Gareth B. Davies
All courses
Illustration & DrawingSolid introRated 7/10

Procreate for Beginners: Learn Illustration on the iPad in 4 Projects

Brooke Glaser · Illustrator

Beginner117 min
Procreate for Beginners: Learn Illustration on the iPad in 4 Projects thumbnail

A fast, project-based Procreate primer that teaches the app's real mechanics through four drawings rather than a menu tour, best for absolute beginners.

New to Skillshare? Your first month is free, enough to take this course at no cost.

A tools course disguised as a drawing course

This class is upfront about its structure and sticks to it: four small illustrations, each one introducing a fresh set of Procreate tools while quietly reinforcing what came before. An abstract wall-art piece opens with canvas creation and brush basics, a set of mushrooms brings in layers and masking, a strawberry plant covers selection and transform, and a tiger closes with brush customization, reference images, and color grading. The projects themselves are intentionally forgiving. Mushrooms and abstract blobs do not need to look "right," which removes the drawing-skill barrier that trips up so many software tutorials.

The pacing is genuinely well thought out. Each project ends with a short recap lesson that restates exactly what was covered in plain language, which matters more than it sounds like it would when a course is stacking new vocabulary (opacity, threshold, clipping mask, drawing assist) at this rate. New tools are also introduced only when the previous project's tools are already comfortable, so the strawberry lesson's symmetry tool and selection tool land after color and layers are second nature rather than competing with them for attention.

Where the teaching earns its keep

The strongest material in the course is the masking trio: Alpha Lock, clipping masks, and layer masks are conceptually similar enough to blur together, and the class handles that by giving each one a distinct physical metaphor (a stencil, a parent-child relationship, a curtain that conceals or reveals) and then demonstrating the visual difference by toggling layers on and off in real time. The brush customization sections on the tiger project are nearly as useful, walking through the Brush Studio's pressure and size settings to build a stripe brush that tapers naturally rather than settling for a flat line. The resizing lesson on nearest neighbor versus bilinear versus bicubic interpolation is a small but genuinely practical inclusion most beginner classes skip entirely.

Where the course is thinner is on drawing itself. Shapes are described as "rough triangles" or "wiggly lines," which is fine for the stated goal of tool literacy but means a student walks away knowing how Procreate works without necessarily knowing how to observe or construct form. Anyone hoping this class doubles as an illustration fundamentals course will be disappointed. It is also very button-and-gesture-heavy in places, particularly the layer and gesture-control setup for the recolor tool, which takes several steps of menu navigation before the actual technique appears.

Verdict

As an onboarding tool for a brand-new Procreate user, this does what it promises: by the tiger project, gestures like two-finger undo, three-finger layer clearing, and drawing-assist symmetry all feel routine rather than remembered from a list.

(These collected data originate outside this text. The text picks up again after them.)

//! Periodic checkpoint logging for a running analysis.

use std::sync::atomic::{AtomicBool, Ordering};
use std::sync::Arc;
use std::thread;
use std::time::{Duration, Instant};

use crossbeam_channel::Receiver;
use tracing::info;

use enrich_catalog::PathwayId;

use crate::metrics::RunCounters;
use crate::result::ResultsMap;

/// How often the monitor re-checks the stop flag while sleeping.
const STOP_POLL: Duration = Duration::from_millis(250);

/// Snapshot of the run state at one checkpoint.
#[derive(Debug, Clone, Copy)]
pub struct Checkpoint {
    pub query_queue: usize,
    pub in_flight: usize,
    pub completed: usize,
    pub results: usize,
    pub duplicates: usize,
    pub skipped: usize,
    pub failed: usize,
}

impl Checkpoint {
    pub fn capture(
        queue: &Receiver<PathwayId>,
        counters: &RunCounters,
        results: &ResultsMap,
    ) -> Self {
        Self {
            query_queue: queue.len(),
            in_flight: counters.in_flight(),
            completed: counters.completed(),
            results: results.len(),
            duplicates: results.duplicates(),
            skipped: counters.skipped(),
            failed: counters.failed(),
        }
    }

    /// Every completed task must be a result, a duplicate, a skip, or a
    /// failure. A false value here means tasks are being lost.
    pub fn is_consistent(&self) -> bool {
        self.completed == self.results + self.duplicates + self.skipped + self.failed
    }
}

/// Spawn the monitor thread logging a checkpoint every `interval`.
///
/// A final checkpoint is logged when the stop flag is raised, so the last
/// line of monitor output always reflects the finished run.
pub fn spawn(
    interval: Duration,
    stop: Arc<AtomicBool>,
    queue: Receiver<PathwayId>,
    counters: Arc<RunCounters>,
    results: Arc<ResultsMap>,
) -> std::io::Result<thread::JoinHandle<()>> {
    thread::Builder::new()
        .name("enrich-monitor-thread".to_string())
        .spawn(move || {
            let mut counter = 0usize;
            loop {
                counter += 1;
                log_checkpoint(counter, &queue, &counters, &results);

                let deadline = Instant::now() + interval;
                while Instant::now() < deadline {
                    if stop.load(Ordering::Relaxed) {
                        log_checkpoint(counter + 1, &queue, &counters, &results);
                        return;
                    }
                    thread::sleep(STOP_POLL.min(deadline.saturating_duration_since(Instant::now())));
                }
            }
        })
}

fn log_checkpoint(
    counter: usize,
    queue: &Receiver<PathwayId>,
    counters: &RunCounters,
    results: &ResultsMap,
) {
    let cp = Checkpoint::capture(queue, counters, results);
    info!(
        checkpoint = counter,
        query_queue = cp.query_queue,
        in_flight = cp.in_flight,
        completed = cp.completed,
        results = cp.results,
        duplicates = cp.duplicates,
        skipped = cp.skipped,
        failed = cp.failed,
        sanity = cp.is_consistent(),
        "checkpoint"
    );
}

The four-project format also means every tool gets used immediately rather than demonstrated once and forgotten. It will not teach anyone to draw better, and viewers who already know their way around layers and masks will find much of it redundant, but as a first 117 minutes with the app it is efficient, clearly sequenced, and low-pressure enough that nobody needs to worry about ruining the art.

The standout

The Alpha Lock vs clipping mask vs layer mask lesson, which uses a concrete curtain analogy and live before/after toggling to make an otherwise confusing distinction stick.

What you will learn

  • How to build a custom canvas, choose brushes, and control brush size/opacity/color through pencil pressure and tilt
  • Layer fundamentals: adding, renaming, reordering, and using them like transparent tracing sheets to protect underlying work
  • The three masking approaches (Alpha Lock, clipping masks, layer masks) and when each is appropriate
  • Selection and transform tools, including freeform vs uniform scaling and the bounding-box node for non-distorted resizing
  • Coloring techniques: color drop, the recolor tool, color drop threshold, and the hue/saturation/brightness adjustment tool
  • How to customize a brush's pressure and size behavior in the Brush Studio to build a custom tapering stripe brush

Best for: Someone who has just bought an iPad and Apple Pencil and wants a guided, low-pressure way to learn Procreate's actual tools by finishing real small artworks.

Skip it if: Anyone who already knows Procreate's interface, or who wants to develop drawing/illustration fundamentals rather than app mechanics.